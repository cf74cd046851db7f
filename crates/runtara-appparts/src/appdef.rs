// Copyright (C) 2025 SyncMyOrders Sp. z o.o.
// SPDX-License-Identifier: AGPL-3.0-or-later
//! Application definition: the immutable schema snapshot handed over by the
//! schema compiler.
//!
//! Only the parts the partitions runtime needs are modelled here: the set of
//! extensions, what kind each one is and which engine executes it.
//!
//! ```json
//! [
//!   { "name": "orders.Close", "kind": "command" },
//!   { "name": "orders.Totals", "kind": "projector", "sync": false },
//!   { "name": "orders.Nightly", "kind": "job", "cron": "0 2 * * *", "engine": "wasm" }
//! ]
//! ```

use std::collections::{BTreeMap, BTreeSet};
use std::fmt;

use serde::{Deserialize, Serialize};

use crate::types::QName;

/// Engine implementation that executes an extension.
#[derive(
    Debug, Clone, Copy, Default, PartialEq, Eq, Hash, PartialOrd, Ord, Serialize, Deserialize,
)]
#[serde(rename_all = "snake_case")]
pub enum EngineKind {
    /// Extensions compiled into the host process.
    #[default]
    Builtin,
    /// Sandboxed WebAssembly extensions.
    Wasm,
}

impl EngineKind {
    /// Get the engine kind name.
    pub fn as_str(self) -> &'static str {
        match self {
            EngineKind::Builtin => "builtin",
            EngineKind::Wasm => "wasm",
        }
    }
}

impl fmt::Display for EngineKind {
    fn fmt(&self, f: &mut fmt::Formatter<'_>) -> fmt::Result {
        f.write_str(self.as_str())
    }
}

/// What an extension is, as far as invocation rules are concerned.
#[derive(Debug, Clone, PartialEq, Eq, Serialize, Deserialize)]
#[serde(tag = "kind", rename_all = "snake_case")]
pub enum ExtensionKind {
    /// Command handler.
    Command,
    /// Query handler.
    Query,
    /// Projector reacting to committed events.
    Projector {
        /// Sync projectors run inside command processing; async ones are actualizers.
        #[serde(default)]
        sync: bool,
    },
    /// Cron-driven job.
    Job {
        /// Cron expression, five or six fields.
        cron: String,
    },
}

/// One declared extension.
#[derive(Debug, Clone, PartialEq, Eq, Serialize, Deserialize)]
pub struct ExtensionDef {
    /// Qualified extension name.
    pub name: QName,
    /// Extension kind.
    #[serde(flatten)]
    pub kind: ExtensionKind,
    /// Engine that executes the extension.
    #[serde(default)]
    pub engine: EngineKind,
}

impl ExtensionDef {
    /// Create a builtin extension definition.
    pub fn new(name: impl Into<QName>, kind: ExtensionKind) -> Self {
        Self {
            name: name.into(),
            kind,
            engine: EngineKind::Builtin,
        }
    }

    /// Set the engine kind.
    pub fn engine(mut self, engine: EngineKind) -> Self {
        self.engine = engine;
        self
    }

    /// Cron expression if this is a job.
    pub fn cron(&self) -> Option<&str> {
        match &self.kind {
            ExtensionKind::Job { cron } => Some(cron),
            _ => None,
        }
    }

    /// True for projectors that run as actualizers.
    pub fn is_async_projector(&self) -> bool {
        matches!(self.kind, ExtensionKind::Projector { sync: false })
    }
}

/// Application definition errors.
#[derive(Debug, thiserror::Error)]
pub enum AppDefError {
    /// Two extensions share the same qualified name.
    #[error("Duplicate extension name: {0}")]
    DuplicateExtension(QName),
}

/// Immutable application schema snapshot.
#[derive(Debug, Clone, Default, PartialEq, Eq, Serialize, Deserialize)]
#[serde(try_from = "Vec<ExtensionDef>", into = "Vec<ExtensionDef>")]
pub struct AppDef {
    extensions: BTreeMap<QName, ExtensionDef>,
}

impl AppDef {
    /// Create an empty definition.
    pub fn new() -> Self {
        Self::default()
    }

    /// Add an extension, replacing any previous one with the same name.
    pub fn with_extension(mut self, ext: ExtensionDef) -> Self {
        self.extensions.insert(ext.name.clone(), ext);
        self
    }

    /// Add a builtin command.
    pub fn with_command(self, name: impl Into<QName>) -> Self {
        self.with_extension(ExtensionDef::new(name, ExtensionKind::Command))
    }

    /// Add a builtin query.
    pub fn with_query(self, name: impl Into<QName>) -> Self {
        self.with_extension(ExtensionDef::new(name, ExtensionKind::Query))
    }

    /// Add a builtin projector.
    pub fn with_projector(self, name: impl Into<QName>, sync: bool) -> Self {
        self.with_extension(ExtensionDef::new(name, ExtensionKind::Projector { sync }))
    }

    /// Add a builtin job.
    pub fn with_job(self, name: impl Into<QName>, cron: &str) -> Self {
        self.with_extension(ExtensionDef::new(
            name,
            ExtensionKind::Job {
                cron: cron.to_string(),
            },
        ))
    }

    /// All extensions, ordered by name.
    pub fn extensions(&self) -> impl Iterator<Item = &ExtensionDef> {
        self.extensions.values()
    }

    /// Look up an extension by name.
    pub fn extension(&self, name: &QName) -> Option<&ExtensionDef> {
        self.extensions.get(name)
    }

    /// All projectors, sync and async.
    pub fn projectors(&self) -> impl Iterator<Item = &ExtensionDef> {
        self.extensions()
            .filter(|e| matches!(e.kind, ExtensionKind::Projector { .. }))
    }

    /// Projectors that run as actualizers.
    pub fn async_projectors(&self) -> impl Iterator<Item = &ExtensionDef> {
        self.extensions().filter(|e| e.is_async_projector())
    }

    /// Look up a projector by name.
    pub fn projector(&self, name: &QName) -> Option<&ExtensionDef> {
        self.extension(name)
            .filter(|e| matches!(e.kind, ExtensionKind::Projector { .. }))
    }

    /// All jobs.
    pub fn jobs(&self) -> impl Iterator<Item = &ExtensionDef> {
        self.extensions()
            .filter(|e| matches!(e.kind, ExtensionKind::Job { .. }))
    }

    /// Look up a job by name.
    pub fn job(&self, name: &QName) -> Option<&ExtensionDef> {
        self.extension(name)
            .filter(|e| matches!(e.kind, ExtensionKind::Job { .. }))
    }

    /// Engine kinds used by at least one extension.
    pub fn engine_kinds(&self) -> BTreeSet<EngineKind> {
        self.extensions().map(|e| e.engine).collect()
    }
}

impl TryFrom<Vec<ExtensionDef>> for AppDef {
    type Error = AppDefError;

    fn try_from(list: Vec<ExtensionDef>) -> Result<Self, Self::Error> {
        let mut extensions = BTreeMap::new();
        for ext in list {
            if extensions.contains_key(&ext.name) {
                return Err(AppDefError::DuplicateExtension(ext.name));
            }
            extensions.insert(ext.name.clone(), ext);
        }
        Ok(Self { extensions })
    }
}

impl From<AppDef> for Vec<ExtensionDef> {
    fn from(def: AppDef) -> Self {
        def.extensions.into_values().collect()
    }
}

REQUIRED WORK:
Every line in the data that holds "Option" should be copied out.

ANSWER TO THIS TASK:
    pub fn cron(&self) -> Option<&str> {
    pub fn extension(&self, name: &QName) -> Option<&ExtensionDef> {
    pub fn projector(&self, name: &QName) -> Option<&ExtensionDef> {
    pub fn job(&self, name: &QName) -> Option<&ExtensionDef> {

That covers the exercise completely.